Advanced PC Design: Coolness With a Purpose

Carl Weinschenk

We don't have a lot to add to these five linked photos, here posted at PC World, that display the stunningly innovative entries that took honors at Bill Gates' annual PC design contest.


It seems that half or more of the battle is accepting the fact that a computing device doesn't have to be a laptop or a desktop CPU, monitor and keyboard trio. That thinking is gaining more acceptance as smartphones, UMPCs, tablets and other emerging form factors break down the traditional orthodoxy.


It is taken to an extreme in this competition. Consider the Zeed+, which took the third place Judge's award. This is truly a case in which a picture is worth a thousand words, so we aren't even going to attempt a description. Suffice it to say that Zeed+ is not a traditional PC.

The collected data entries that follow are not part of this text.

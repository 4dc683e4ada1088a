//! Schema loader.
//!
//! Loads the normalized model list produced by schema introspection. The
//! list is delivered as a single batch, either:
//! - one `.yaml`/`.yml`/`.json` file holding a `models:` list, or
//! - a directory of YAML files, each holding one model or a `models:` list.

use serde::Deserialize;
use std::fs;
use std::path::{Path, PathBuf};

use crate::error::SchemaError;
use crate::schema::types::{Model, ModelRegistry};

/// On-disk shape of a schema document
#[derive(Debug, Deserialize)]
#[serde(untagged)]
enum SchemaDocument {
    Batch { models: Vec<Model> },
    Single(Model),
}

impl SchemaDocument {
    fn into_models(self) -> Vec<Model> {
        match self {
            SchemaDocument::Batch { models } => models,
            SchemaDocument::Single(model) => vec![model],
        }
    }
}

/// Load and validate a model registry from a file or directory
///
/// # Example
///
/// ```ignore
/// use quikroute::schema::load_registry;
///
/// let registry = load_registry("config/examples/blog/schema.yaml")?;
/// ```
pub fn load_registry<P: AsRef<Path>>(path: P) -> Result<ModelRegistry, SchemaError> {
    let path = path.as_ref();

    let models = if path.is_dir() {
        load_models_from_dir(path)?
    } else {
        load_models_from_file(path)?
    };

    ModelRegistry::from_models(models)
}

/// Parse a YAML schema document from a string
pub fn parse_yaml(content: &str, origin: &Path) -> Result<Vec<Model>, SchemaError> {
    serde_yaml::from_str::<SchemaDocument>(content)
        .map(SchemaDocument::into_models)
        .map_err(|source| SchemaError::Yaml {
            path: origin.to_path_buf(),
            source,
        })
}

/// Parse a JSON schema document from a string
pub fn parse_json(content: &str, origin: &Path) -> Result<Vec<Model>, SchemaError> {
    serde_json::from_str::<SchemaDocument>(content)
        .map(SchemaDocument::into_models)
        .map_err(|source| SchemaError::Json {
            path: origin.to_path_buf(),
            source,
        })
}

fn load_models_from_file(path: &Path) -> Result<Vec<Model>, SchemaError> {
    let content = fs::read_to_string(path).map_err(|source| SchemaError::Io {
        path: path.to_path_buf(),
        source,
    })?;

    match path.extension().and_then(|ext| ext.to_str()) {
        Some("yaml") | Some("yml") => parse_yaml(&content, path),
        Some("json") => parse_json(&content, path),
        _ => Err(SchemaError::UnsupportedFormat(path.to_path_buf())),
    }
}

/// Load every YAML file in a directory, sorted by file name
fn load_models_from_dir(dir: &Path) -> Result<Vec<Model>, SchemaError> {
    let read_dir = fs::read_dir(dir).map_err(|source| SchemaError::Io {
        path: dir.to_path_buf(),
        source,
    })?;

    let mut paths: Vec<PathBuf> = Vec::new();
    for entry in read_dir {
        let entry = entry.map_err(|source| SchemaError::Io {
            path: dir.to_path_buf(),
            source,
        })?;
        let path = entry.path();

        // Only process .yaml and .yml files
        if let Some(ext) = path.extension() {
            if ext == "yaml" || ext == "yml" {
                paths.push(path);
            }
        }
    }

    // read_dir order is platform dependent
    paths.sort();

    let mut models = Vec::new();
    for path in paths {
        models.extend(load_models_from_file(&path)?);
    }

    Ok(models)
}
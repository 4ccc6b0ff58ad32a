use super::*;
use crate::obligation::{Contract, Obligation};
use crate::rule::Rule;
use crate::selector::PARAMETER_1;
use crate::violation::Plaintiff;

fn violation(message_evidence: i64) -> ObligationViolation {
    Obligation::new(PARAMETER_1, Rule::greater_than(0)).violation(
        Plaintiff::named("f"),
        Some(&covenant_core::Value::from(message_evidence)),
        None,
    )
}

#[test]
fn test_violation_display() {
    let error = ContractError::from(violation(0));
    assert_eq!(
        error.to_string(),
        "Contract violation: Parameter 1 is not greater than 0: 0 [integer]"
    );
    assert_eq!(error.violations().len(), 1);
}

#[test]
fn test_violations_display() {
    let error = ContractError::Violations(vec![violation(0), violation(-1)]);
    assert_eq!(
        error.to_string(),
        "2 contract violations: Parameter 1 is not greater than 0: 0 [integer]; \
         Parameter 1 is not greater than 0: -1 [integer]"
    );
}

#[test]
fn test_invalid_parameter_display() {
    let error = ContractError::InvalidParameter(70);
    assert_eq!(error.to_string(), "Invalid parameter position: 70");
    assert!(error.violations().is_empty());
}

#[test]
fn test_core_errors_are_transparent() {
    let error = ContractError::from(covenant_core::Error::InvalidBounds("5 > 1".to_string()));
    assert_eq!(error.to_string(), "Invalid bounds: 5 > 1");
}

#[test]
fn test_io_and_other_errors() {
    let io = std::io::Error::new(std::io::ErrorKind::NotFound, "missing");
    assert_eq!(ContractError::from(io).to_string(), "I/O error: missing");

    let other = ContractError::from(anyhow::anyhow!("something else"));
    assert_eq!(other.to_string(), "something else");
}
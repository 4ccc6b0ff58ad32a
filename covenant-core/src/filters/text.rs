//! String filters
//!
//! Lengths are measured in characters, not bytes.

use regex::Regex;
use std::fmt;
use std::hash::{Hash, Hasher};

use crate::error::{Error, Result};
use crate::filter::{Filter, FilterState};
use crate::value::Value;

/// Character-class checks over a string value
#[derive(Debug, Clone, Copy, PartialEq, Eq, Hash)]
pub enum TextClass {
    /// No characters at all
    Empty,
    /// At least one character
    NotEmpty,
    /// No whitespace anywhere
    ExcludesSpaces,
    /// At least one non-whitespace character
    ContainsNonSpaces,
    /// ASCII digits only
    OnlyNumerics,
    /// Alphabetic characters only
    OnlyAlpha,
    /// Alphabetic characters and digits only
    OnlyAlphaNumerics,
    /// No control characters
    OnlyPrintable,
    /// Alphanumerics and underscores, not starting with a digit
    Identifier,
}

impl TextClass {
    pub fn accepts(self, text: &str) -> bool {
        match self {
            TextClass::Empty => text.is_empty(),
            TextClass::NotEmpty => !text.is_empty(),
            TextClass::ExcludesSpaces => !text.chars().any(char::is_whitespace),
            TextClass::ContainsNonSpaces => text.chars().any(|c| !c.is_whitespace()),
            TextClass::OnlyNumerics => text.chars().all(|c| c.is_ascii_digit()),
            TextClass::OnlyAlpha => text.chars().all(char::is_alphabetic),
            TextClass::OnlyAlphaNumerics => text.chars().all(char::is_alphanumeric),
            TextClass::OnlyPrintable => !text.chars().any(char::is_control),
            TextClass::Identifier => is_identifier(text),
        }
    }
}

fn is_identifier(text: &str) -> bool {
    let mut chars = text.chars();
    match chars.next() {
        Some(first) if first.is_alphabetic() || first == '_' => {
            chars.all(|c| c.is_alphanumeric() || c == '_')
        }
        _ => false,
    }
}

impl Filter<Value> for TextClass {
    fn filter(&self, value: &Value) -> FilterState {
        value
            .as_str()
            .map_or(FilterState::Discarded, |text| {
                FilterState::from(self.accepts(text))
            })
    }
}

/// Keeps strings whose character count lies in `minimum..=maximum`
#[derive(Debug, Clone, Copy, PartialEq, Eq, Hash)]
pub struct StringLength {
    minimum: usize,
    maximum: usize,
}

impl StringLength {
    pub fn new(minimum: usize, maximum: usize) -> Result<Self> {
        if minimum > maximum {
            return Err(Error::InvalidBounds(format!(
                "minimum length {} exceeds maximum length {}",
                minimum, maximum
            )));
        }
        Ok(Self { minimum, maximum })
    }

    pub fn exactly(length: usize) -> Self {
        Self {
            minimum: length,
            maximum: length,
        }
    }

    pub fn minimum(&self) -> usize {
        self.minimum
    }

    pub fn maximum(&self) -> usize {
        self.maximum
    }
}

impl Filter<Value> for StringLength {
    fn filter(&self, value: &Value) -> FilterState {
        match value {
            Value::String(text) => {
                let length = text.chars().count();
                FilterState::from(length >= self.minimum && length <= self.maximum)
            }
            _ => FilterState::Discarded,
        }
    }
}

impl fmt::Display for StringLength {
    fn fmt(&self, f: &mut fmt::Formatter<'_>) -> fmt::Result {
        if self.minimum == self.maximum {
            write!(f, "{}", self.minimum)
        } else {
            write!(f, "{} to {}", self.minimum, self.maximum)
        }
    }
}

/// Keeps strings that match a regular expression in full.
///
/// Equality and hashing go by the source text of the expression.
#[derive(Debug, Clone)]
pub struct Pattern {
    source: String,
    regex: Regex,
}

impl Pattern {
    pub fn new(source: &str) -> Result<Self> {
        let regex = Regex::new(&format!("^(?:{})$", source))?;
        Ok(Self {
            source: source.to_string(),
            regex,
        })
    }

    pub fn as_str(&self) -> &str {
        &self.source
    }

    pub fn is_match(&self, text: &str) -> bool {
        self.regex.is_match(text)
    }
}

impl PartialEq for Pattern {
    fn eq(&self, other: &Self) -> bool {
        self.source == other.source
    }
}

impl Eq for Pattern {}

impl Hash for Pattern {
    fn hash<H: Hasher>(&self, state: &mut H) {
        self.source.hash(state);
    }
}

impl Filter<Value> for Pattern {
    fn filter(&self, value: &Value) -> FilterState {
        value
            .as_str()
            .map_or(FilterState::Discarded, |text| {
                FilterState::from(self.is_match(text))
            })
    }
}

impl fmt::Display for Pattern {
    fn fmt(&self, f: &mut fmt::Formatter<'_>) -> fmt::Result {
        write!(f, "/{}/", self.source)
    }
}
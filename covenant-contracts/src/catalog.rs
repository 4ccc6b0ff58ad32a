//! Shared obligation constants
//!
//! Built on first use and shared for the life of the process.

use covenant_core::filters::IsNull;
use once_cell::sync::Lazy;

use crate::obligation::Obligation;
use crate::rule::Rule;
use crate::selector::{ParameterSelector, PARAMETER_1, PARAMETER_2};
use crate::typed::{MustBeGreaterThanZero, MustNotBeNull};

pub static EVERY_PARAMETER_MUST_NOT_BE_NULL: Lazy<Obligation> =
    Lazy::new(|| Obligation::new(ParameterSelector::every(), Rule::NotNull));

pub static PARAMETER_1_MUST_NOT_BE_NULL: Lazy<Obligation> =
    Lazy::new(|| Obligation::new(PARAMETER_1, Rule::NotNull));

pub static PARAMETER_2_MUST_NOT_BE_NULL: Lazy<Obligation> =
    Lazy::new(|| Obligation::new(PARAMETER_2, Rule::NotNull));

pub static PARAMETER_1_MUST_BE_GREATER_THAN_ZERO: Lazy<Obligation> =
    Lazy::new(|| Obligation::new(PARAMETER_1, Rule::greater_than(0)));

pub static EVERY_PARAMETER_MUST_BE_GREATER_THAN_ZERO: Lazy<Obligation> =
    Lazy::new(|| Obligation::new(ParameterSelector::every(), Rule::greater_than(0)));

pub static PARAMETER_1_MUST_NOT_BE_EMPTY_STRING: Lazy<Obligation> =
    Lazy::new(|| Obligation::new(PARAMETER_1, Rule::not_empty_string()));

pub static PARAMETER_1_MUST_BE_STRING_ID: Lazy<Obligation> =
    Lazy::new(|| Obligation::new(PARAMETER_1, Rule::string_id()));

/// Zero-bitmap obligation: fails when any argument is nil
pub static NO_PARAMETER_MAY_BE_NULL: Lazy<Obligation> =
    Lazy::new(|| Obligation::new(ParameterSelector::none(), Rule::in_domain("null", IsNull)));

pub static MUST_NOT_BE_NULL: Lazy<MustNotBeNull> =
    Lazy::new(|| MustNotBeNull::for_parameters(ParameterSelector::every()));

pub static MUST_BE_GREATER_THAN_ZERO: Lazy<MustBeGreaterThanZero> =
    Lazy::new(|| MustBeGreaterThanZero::for_parameters(ParameterSelector::every()));

#[cfg(test)]
#[path = "catalog_tests.rs"]
mod tests;
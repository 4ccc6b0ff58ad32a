use super::*;
use covenant_core::Value;
use std::sync::atomic::{AtomicUsize, Ordering};

fn positive(value: &i64) -> FilterState {
    FilterState::from(*value > 0)
}

fn args(values: &[i64]) -> Option<&[i64]> {
    Some(values)
}

fn is_null(value: &Value) -> FilterState {
    FilterState::from(value.is_nil())
}

#[test]
fn test_render_single_bit() {
    for position in 0..PARAMETER_COUNT {
        let selector = ParameterSelector::new(1 << position);
        assert_eq!(selector.render(), format!("Parameter {}", position + 1));
    }
}

#[test]
fn test_render_every_parameter() {
    assert_eq!(ParameterSelector::every().render(), "Every parameter");
    assert_eq!(ParameterSelector::new(u64::MAX).render(), "Every parameter");
}

#[test]
fn test_render_every_parameter_except_one() {
    let selector = ParameterSelector::new(EVERY_PARAMETER & !(1 << 2));
    assert_eq!(selector.render(), "Every parameter except 3");
    assert_eq!(ParameterSelector::every_except(3), Some(selector));
}

#[test]
fn test_render_included_list() {
    let selector = ParameterSelector::new(0b10101);
    assert_eq!(selector.render(), "Every parameter in ( 1, 3, 5 )");
    assert_eq!(selector.to_string(), selector.render());
}

#[test]
fn test_render_excluded_list() {
    let selector = ParameterSelector::new(EVERY_PARAMETER & !0b11);
    assert_eq!(selector.render(), "Every parameter except ( 1, 2 )");
}

#[test]
fn test_render_zero_bitmap() {
    assert_eq!(ParameterSelector::none().render(), "Every parameter in (  )");
}

#[test]
fn test_bit_63_is_masked() {
    let selector = ParameterSelector::new(1 << 63);
    assert!(selector.is_none());
    assert_eq!(selector.bitmap(), 0);
}

#[test]
fn test_constructors() {
    assert_eq!(ParameterSelector::parameter(1), Some(PARAMETER_1));
    assert_eq!(ParameterSelector::parameter(9), Some(PARAMETER_9));
    assert_eq!(ParameterSelector::parameter(0), None);
    assert_eq!(ParameterSelector::parameter(64), None);
    assert_eq!(ParameterSelector::every_except(64), None);
    assert_eq!(
        ParameterSelector::from_positions([0, 2, 4]).unwrap(),
        ParameterSelector::new(0b10101)
    );
    assert!(matches!(
        ParameterSelector::from_positions([63]),
        Err(ContractError::InvalidParameter(63))
    ));
}

#[test]
fn test_positions_and_count() {
    let selector = ParameterSelector::new(0b1001_0010);
    assert_eq!(selector.positions().collect::<Vec<_>>(), vec![1, 4, 7]);
    assert_eq!(selector.positions().len(), 3);
    assert_eq!(selector.count(), 3);
    assert!(selector.is_selected(4));
    assert!(!selector.is_selected(5));
    assert!(!selector.is_selected(200));
    assert_eq!(ParameterSelector::every().count(), PARAMETER_COUNT);
}

#[test]
fn test_no_filter_keeps() {
    let state = PARAMETER_1.filter_parameters::<i64, fn(&i64) -> FilterState>(None, None);
    assert_eq!(state, FilterState::Kept);
}

#[test]
fn test_selected_parameter_is_filtered() {
    let filter = positive as fn(&i64) -> FilterState;
    assert_eq!(
        PARAMETER_1.filter_parameters(Some(&filter), args(&[1])),
        FilterState::Kept
    );
    assert_eq!(
        PARAMETER_1.filter_parameters(Some(&filter), args(&[0])),
        FilterState::Discarded
    );
}

#[test]
fn test_missing_parameter_is_discarded() {
    let filter = positive as fn(&i64) -> FilterState;
    let empty: &[i64] = &[];
    assert_eq!(
        PARAMETER_1.filter_parameters(Some(&filter), Some(empty)),
        FilterState::Discarded
    );
    assert_eq!(
        PARAMETER_3.filter_parameters(Some(&filter), args(&[1, 1])),
        FilterState::Discarded
    );
    assert_eq!(
        PARAMETER_1.filter_parameters(Some(&filter), None),
        FilterState::Discarded
    );
}

#[test]
fn test_unselected_parameters_are_ignored() {
    let filter = positive as fn(&i64) -> FilterState;
    let selector = ParameterSelector::new(0b101);
    assert_eq!(
        selector.filter_parameters(Some(&filter), args(&[1, -5, 1])),
        FilterState::Kept
    );
    assert_eq!(
        selector.filter_parameters(Some(&filter), args(&[1, 5, -1])),
        FilterState::Discarded
    );
}

#[test]
fn test_short_circuits_on_first_discard() {
    let calls = AtomicUsize::new(0);
    let counting = |value: &i64| {
        calls.fetch_add(1, Ordering::SeqCst);
        FilterState::from(*value > 0)
    };
    let state = ParameterSelector::every().filter_parameters(Some(&counting), args(&[1, -1, 1, 1]));
    assert_eq!(state, FilterState::Discarded);
    assert_eq!(calls.load(Ordering::SeqCst), 2);
}

#[test]
fn test_zero_bitmap_inverts() {
    let selector = ParameterSelector::none();
    let filter = is_null as fn(&Value) -> FilterState;
    let clean = [Value::from(1), Value::from(2), Value::from(3)];
    let dirty = [Value::from(1), Value::Nil, Value::from(3)];
    assert_eq!(selector.filter_parameters(Some(&filter), Some(&clean[..])), FilterState::Kept);
    assert_eq!(selector.filter_parameters(Some(&filter), Some(&dirty[..])), FilterState::Discarded);
}

#[test]
fn test_zero_bitmap_with_no_arguments_keeps() {
    let selector = ParameterSelector::none();
    let filter = is_null as fn(&Value) -> FilterState;
    let empty: &[Value] = &[];
    assert_eq!(selector.filter_parameters(Some(&filter), Some(empty)), FilterState::Kept);
    assert_eq!(selector.filter_parameters(Some(&filter), None), FilterState::Kept);
}

#[test]
fn test_panicking_filter_is_discarded() {
    let exploding = |value: &i64| -> FilterState {
        if *value < 0 {
            panic!("negative input");
        }
        FilterState::Kept
    };
    assert_eq!(
        ParameterSelector::every().filter_parameters(Some(&exploding), args(&[1, -1])),
        FilterState::Discarded
    );
    assert_eq!(
        ParameterSelector::every().filter_parameters(Some(&exploding), args(&[1, 2])),
        FilterState::Kept
    );
}

#[test]
fn test_filter_parameters_is_idempotent() {
    let filter = positive as fn(&i64) -> FilterState;
    let selector = ParameterSelector::new(0b11);
    let first = selector.filter_parameters(Some(&filter), args(&[3, -3]));
    let second = selector.filter_parameters(Some(&filter), args(&[3, -3]));
    assert_eq!(first, second);
}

Another good example of what happens when smart and motivated folks are let loose in a design lab is a computer called "Light Up Your Life." It can be used, the caption says, as a "flashlight, portable multimedia player, mobile phone, or as an interface to wireless networks." That may sound like an iPhone or similar emerging convergence device (except perhaps for the flashlight). It looks, however, like an impressionistic bowling pin.


There are a tremendous amount of intensely creative folks working in design shops across the computer industry. We're sure that Gates' awards only scratch the surface. It's easy to get lost in the coolness factor, but it's important to remember that these advances aren't just cosmetic.


The new form factors expand the universe of people who can benefit from computing technology. Indeed, strip away the sleekness of the designs, and the bottom line is that the competition is about putting computing functionality into places where it hasn't been before.